Они остолбенели, уставившись с испугом на стрелу. Кажется, их серьезно напугали.
Мигом протрезвев, мои преследователи смотрели то на меня, то на стрелу глазами, полными непонимания. А непонимание для моих аборигенов было страшнее пистолета.
Поэтому, когда они, не сговариваясь, развернулись и быстро, еще стараясь сохранить свое пролетарское достоинство, семенящими шажками удалились, я рассмеялась.
Я подняла стрелу и внимательно ее рассмотрела.
Потом огляделась. Моя надежда обнаружить доброго Робин Гуда, пришедшего мне на помощь так вовремя, не оправдалась.
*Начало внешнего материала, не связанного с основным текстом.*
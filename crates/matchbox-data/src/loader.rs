// DataLoader — batching, shuffling, iteration over multi-view datasets

use std::sync::Arc;

use ndarray::{ArrayD, IxDyn};
use rand::rngs::StdRng;
use rand::seq::SliceRandom;
use rand::{thread_rng, SeedableRng};
use rayon::prelude::*;
use rayon::{ThreadPool, ThreadPoolBuilder};
use tracing::debug;

use crate::error::{DataError, Result};
use crate::views::{ViewDataset, ViewSample};

/// Configuration for the DataLoader.
#[derive(Debug, Clone, PartialEq, Eq)]
pub struct DataLoaderConfig {
    /// Number of samples per batch.
    pub batch_size: usize,
    /// Whether to shuffle indices each epoch.
    pub shuffle: bool,
    /// Whether to drop the last incomplete batch.
    pub drop_last: bool,
    /// Number of parallel workers for sample fetching (0 = sequential).
    pub num_workers: usize,
    /// Optional random seed for reproducible shuffling.
    pub seed: Option<u64>,
}

impl Default for DataLoaderConfig {
    fn default() -> Self {
        Self {
            batch_size: 32,
            shuffle: true,
            drop_last: false,
            num_workers: 0,
            seed: None,
        }
    }
}

impl DataLoaderConfig {
    pub fn batch_size(mut self, bs: usize) -> Self {
        self.batch_size = bs;
        self
    }

    pub fn shuffle(mut self, s: bool) -> Self {
        self.shuffle = s;
        self
    }

    pub fn drop_last(mut self, d: bool) -> Self {
        self.drop_last = d;
        self
    }

    pub fn num_workers(mut self, n: usize) -> Self {
        self.num_workers = n;
        self
    }

    pub fn seed(mut self, s: u64) -> Self {
        self.seed = Some(s);
        self
    }

    /// Number of batches an epoch over `len` samples yields.
    pub fn num_batches(&self, len: usize) -> usize {
        if self.drop_last {
            len / self.batch_size
        } else {
            len.div_ceil(self.batch_size)
        }
    }

    /// Sample order for `epoch`: identity, or a shuffle seeded by
    /// `seed + epoch` so every epoch differs but runs are reproducible.
    pub(crate) fn epoch_order(&self, len: usize, epoch: u64) -> Vec<usize> {
        let mut indices: Vec<usize> = (0..len).collect();
        if self.shuffle {
            match self.seed {
                Some(seed) => {
                    let mut rng = StdRng::seed_from_u64(seed.wrapping_add(epoch));
                    indices.shuffle(&mut rng);
                }
                None => indices.shuffle(&mut thread_rng()),
            }
        }
        indices
    }
}

/// One collated batch.
///
/// `views[v]` stacks view `v` of every sample into a `[batch, C, H, W]`
/// tensor; `targets[i]` and `indices[i]` belong to row `i`.
#[derive(Debug, Clone)]
pub struct Batch {
    pub views: Vec<ArrayD<f32>>,
    pub targets: Vec<usize>,
    /// Positions of the samples in the loader's dataset.
    pub indices: Vec<usize>,
}

impl Batch {
    /// Number of samples in the batch.
    pub fn len(&self) -> usize {
        self.targets.len()
    }

    pub fn is_empty(&self) -> bool {
        self.targets.is_empty()
    }

    /// The first (or only) view.
    pub fn input(&self) -> Option<&ArrayD<f32>> {
        self.views.first()
    }
}

/// A DataLoader wraps a [`ViewDataset`] and produces batches of tensors.
pub struct DataLoader {
    dataset: Arc<dyn ViewDataset>,
    config: DataLoaderConfig,
    pool: Option<ThreadPool>,
    epoch: u64,
}

impl DataLoader {
    /// Create a new DataLoader over a dataset.
    pub fn new(dataset: Arc<dyn ViewDataset>, config: DataLoaderConfig) -> Result<Self> {
        if config.batch_size == 0 {
            crate::bail_config!("batch_size must be > 0");
        }
        let pool = if config.num_workers > 0 {
            let pool = ThreadPoolBuilder::new()
                .num_threads(config.num_workers)
                .thread_name(|i| format!("matchbox-loader-{i}"))
                .build()
                .map_err(|e| DataError::msg(format!("failed to start loader workers: {e}")))?;
            Some(pool)
        } else {
            None
        };
        Ok(Self {
            dataset,
            config,
            pool,
            epoch: 0,
        })
    }

    pub fn config(&self) -> &DataLoaderConfig {
        &self.config
    }

    /// The number of batches per epoch.
    pub fn num_batches(&self) -> usize {
        self.config.num_batches(self.dataset.len())
    }

    /// Total number of samples.
    pub fn len(&self) -> usize {
        self.dataset.len()
    }

    /// Whether the dataset is empty.
    pub fn is_empty(&self) -> bool {
        self.dataset.is_empty()
    }

    /// Views produced per sample.
    pub fn num_views(&self) -> usize {
        self.dataset.num_views()
    }

    /// Epochs started so far.
    pub fn epoch(&self) -> u64 {
        self.epoch
    }

    /// Fetch a slice of samples, in parallel when workers are configured.
    fn fetch_samples(&self, indices: &[usize]) -> Vec<ViewSample> {
        match &self.pool {
            Some(pool) if indices.len() > 1 => pool.install(|| {
                indices
                    .par_iter()
                    .map(|&i| self.dataset.get_views(i))
                    .collect()
            }),
            _ => indices.iter().map(|&i| self.dataset.get_views(i)).collect(),
        }
    }

    /// Produce all batches for one epoch.
    pub fn epoch_batches(&mut self) -> Result<Vec<Batch>> {
        self.iter_batches().collect()
    }

    /// Iterate over batches one at a time (lower memory than `epoch_batches`).
    ///
    /// Each call starts a new epoch and reshuffles if configured.
    pub fn iter_batches(&mut self) -> BatchIterator<'_> {
        let order = self.config.epoch_order(self.dataset.len(), self.epoch);
        debug!(
            dataset = self.dataset.name(),
            epoch = self.epoch,
            batches = self.num_batches(),
            "starting loader epoch"
        );
        self.epoch += 1;
        BatchIterator {
            loader: self,
            order,
            batch_idx: 0,
        }
    }
}

/// Iterator that yields one batch at a time.
pub struct BatchIterator<'l> {
    loader: &'l DataLoader,
    order: Vec<usize>,
    batch_idx: usize,
}

impl Iterator for BatchIterator<'_> {
    type Item = Result<Batch>;

    fn next(&mut self) -> Option<Self::Item> {
        if self.batch_idx >= self.loader.num_batches() {
            return None;
        }
        let bs = self.loader.config.batch_size;
        let start = self.batch_idx * bs;
        let end = (start + bs).min(self.order.len());
        self.batch_idx += 1;

        let batch_indices = &self.order[start..end];
        let samples = self.loader.fetch_samples(batch_indices);
        Some(collate(samples, batch_indices.to_vec()))
    }

    fn size_hint(&self) -> (usize, Option<usize>) {
        let remaining = self.loader.num_batches() - self.batch_idx;
        (remaining, Some(remaining))
    }
}

impl ExactSizeIterator for BatchIterator<'_> {}

// Collation

/// Stack view samples into one [`Batch`].
///
/// Every sample must have the same number of views and view `v` must have
/// the same shape across samples.
pub(crate) fn collate(samples: Vec<ViewSample>, indices: Vec<usize>) -> Result<Batch> {
    let batch_size = samples.len();
    let Some(first) = samples.first() else {
        return Ok(Batch {
            views: Vec::new(),
            targets: Vec::new(),
            indices,
        });
    };
    let num_views = first.views.len();
    let shapes: Vec<Vec<usize>> = first.views.iter().map(|v| v.feature_shape.clone()).collect();

    let mut data: Vec<Vec<f32>> = shapes
        .iter()
        .map(|s| Vec::with_capacity(batch_size * s.iter().product::<usize>()))
        .collect();
    let mut targets = Vec::with_capacity(batch_size);

    for sample in &samples {
        if sample.views.len() != num_views {
            return Err(DataError::msg(format!(
                "sample has {} views, batch expects {num_views}",
                sample.views.len()
            )));
        }
        for ((view, shape), buf) in sample.views.iter().zip(&shapes).zip(data.iter_mut()) {
            if &view.feature_shape != shape {
                return Err(DataError::ShapeMismatch {
                    expected: shape.clone(),
                    got: view.feature_shape.clone(),
                });
            }
            buf.extend(view.features.iter().map(|&x| x as f32));
        }
        targets.push(sample.class);
    }

    let views = data
        .into_iter()
        .zip(&shapes)
        .map(|(buf, shape)| {
            let mut batch_shape = vec![batch_size];
            batch_shape.extend_from_slice(shape);
            ArrayD::from_shape_vec(IxDyn(&batch_shape), buf)
                .map_err(|e| DataError::msg(format!("collate: {e}")))
        })
        .collect::<Result<Vec<_>>>()?;

    Ok(Batch {
        views,
        targets,
        indices,
    })
}

#[cfg(test)]
mod tests {
    use super::*;
    use crate::dataset::Sample;

    fn view_sample(value: f64, shape: Vec<usize>, class: usize) -> ViewSample {
        let n = shape.iter().product();
        ViewSample {
            views: vec![
                Sample::image(vec![value; n], shape.clone(), class),
                Sample::image(vec![-value; n], shape, class),
            ],
            class,
        }
    }

    #[test]
    fn collate_stacks_views() {
        let batch = collate(
            vec![view_sample(1.0, vec![1, 2, 2], 3), view_sample(2.0, vec![1, 2, 2], 4)],
            vec![7, 9],
        )
        .unwrap();
        assert_eq!(batch.len(), 2);
        assert_eq!(batch.views.len(), 2);
        assert_eq!(batch.views[0].shape(), &[2, 1, 2, 2]);
        assert_eq!(batch.views[1][&[1, 0, 1, 1][..]], -2.0);
        assert_eq!(batch.targets, vec![3, 4]);
        assert_eq!(batch.indices, vec![7, 9]);
    }

    #[test]
    fn collate_rejects_shape_mismatch() {
        let err = collate(
            vec![view_sample(1.0, vec![1, 2, 2], 0), view_sample(1.0, vec![1, 3, 3], 0)],
            vec![0, 1],
        )
        .unwrap_err();
        assert!(matches!(err, DataError::ShapeMismatch { .. }));
    }

    #[test]
    fn epoch_order_seeded_differs_per_epoch() {
        let config = DataLoaderConfig::default().seed(11);
        let e0 = config.epoch_order(50, 0);
        let e0_again = config.epoch_order(50, 0);
        let e1 = config.epoch_order(50, 1);
        assert_eq!(e0, e0_again);
        assert_ne!(e0, e1);
        let mut sorted = e1.clone();
        sorted.sort_unstable();
        assert_eq!(sorted, (0..50).collect::<Vec<_>>());
    }

    #[test]
    fn epoch_order_without_shuffle() {
        let config = DataLoaderConfig::default().shuffle(false);
        assert_eq!(config.epoch_order(4, 3), vec![0, 1, 2, 3]);
    }

    #[test]
    fn num_batches_rounding() {
        let config = DataLoaderConfig::default().batch_size(3);
        assert_eq!(config.num_batches(10), 4);
        assert_eq!(config.clone().drop_last(true).num_batches(10), 3);
        assert_eq!(config.num_batches(0), 0);
    }
}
Я засунула стрелу в сумочку. Ее конец предательски торчал из нее.
Но я не могла оставить добрую освободительницу валяться на земле.
— Эй! — попыталась я позвать ее владельца. Ответом было молчание.
Я посмотрела в сторону, откуда она прилетела. Никого…
Что ж. Я пожала плечами. Раз мой освободитель предпочитает оставаться инкогнито — его дело.
У меня осталось напоминание о нем в виде этой стрелы. Похоже, она станет мне дорога. Нечасто случается стать героиней такого романтического приключения.
Поэтому я смирилась с испуганным вниманием троллейбусных пассажиров, разглядывающих странный предмет, торчащий из моей сумки.
Не могла же я объяснять каждому, что она просто вовремя прилетела неизвестно откуда, спасая детектива Иванову от уличных пьяных хулиганов!
* * *
Ночью мне снились кошмары. Началось все с того, что я шла по Тарасову, но только Тарасов был странным, потерявшим обычную солнечную приветливость. Был он смурной, как с похмелья, и окутанный лондонским смогом, да еще таким, что в двух шагах не увидать было соседа.
Я шла, намереваясь купить подсолнечного масла, за которым стояла огромная очередь очень упитанных людей, и все они были с большими канистрами.
Подойдя, я вежливо осведомилась у тетки необъятных размеров, стоящей последней со сложенными на животе руками, кто крайний.
Она развернулась, смерила меня с ног до головы недобрым взглядом и воскликнула:
— Да вы крайняя!
И почему-то я заплакала. Я очень не хотела быть крайней.